ASSIGNED TASK: What lines of the data below hold "label"? Show them.

------------------------------

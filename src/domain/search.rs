//! Search request and listing URL construction

use std::fmt;
use std::str::FromStr;

/// How the user wants the catalog searched
#[derive(Debug, Clone, Copy, PartialEq, Eq, Hash)]
pub enum SearchMode {
    /// Browse a genre listing (`/search/title/?genres=`)
    ByCategory,
    /// Free text lookup (`/find/?q=`)
    ByKeyword,
}

impl SearchMode {
    /// Word shown to the user when asking for the search term
    pub const fn label(self) -> &'static str {
        match self {
            Self::ByCategory => "genres",
            Self::ByKeyword => "keyword",
        }
    }

    /// Maps the interactive menu choice ("1" or "2") to a mode
    pub fn from_menu_choice(choice: &str) -> Option<Self> {
        match choice.trim() {
            "1" => Some(Self::ByCategory),
            "2" => Some(Self::ByKeyword),
            _ => None,
        }
    }
}

impl fmt::Display for SearchMode {
    fn fmt(&self, f: &mut fmt::Formatter<'_>) -> fmt::Result {
        f.write_str(self.label())
    }
}

impl FromStr for SearchMode {
    type Err = String;

    fn from_str(s: &str) -> Result<Self, Self::Err> {
        match s.trim().to_ascii_lowercase().as_str() {
            "genres" | "genre" | "category" => Ok(Self::ByCategory),
            "keyword" | "keywords" => Ok(Self::ByKeyword),
            other => Err(format!("unknown search mode '{other}'")),
        }
    }
}

/// A single search, fixed for the lifetime of one run
#[derive(Debug, Clone, PartialEq, Eq)]
pub struct SearchRequest {
    term: String,
    mode: SearchMode,
}

impl SearchRequest {
    pub fn new(term: impl Into<String>, mode: SearchMode) -> Self {
        Self {
            term: term.into(),
            mode,
        }
    }

    pub fn term(&self) -> &str {
        &self.term
    }

    pub const fn mode(&self) -> SearchMode {
        self.mode
    }

    /// Builds the absolute listing URL for this request.
    ///
    /// The term is inserted as-is; encoding is left to the HTTP layer.
    pub fn listing_url(&self, base_url: &str) -> String {
        let base = base_url.trim_end_matches('/');
        match self.mode {
            SearchMode::ByCategory => format!("{base}/search/title/?genres={}", self.term),
            SearchMode::ByKeyword => format!("{base}/find/?q={}", self.term),
        }
    }
}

------------------------------

RESULT OF THIS TASK:
    pub const fn label(self) -> &'static str {
        f.write_str(self.label())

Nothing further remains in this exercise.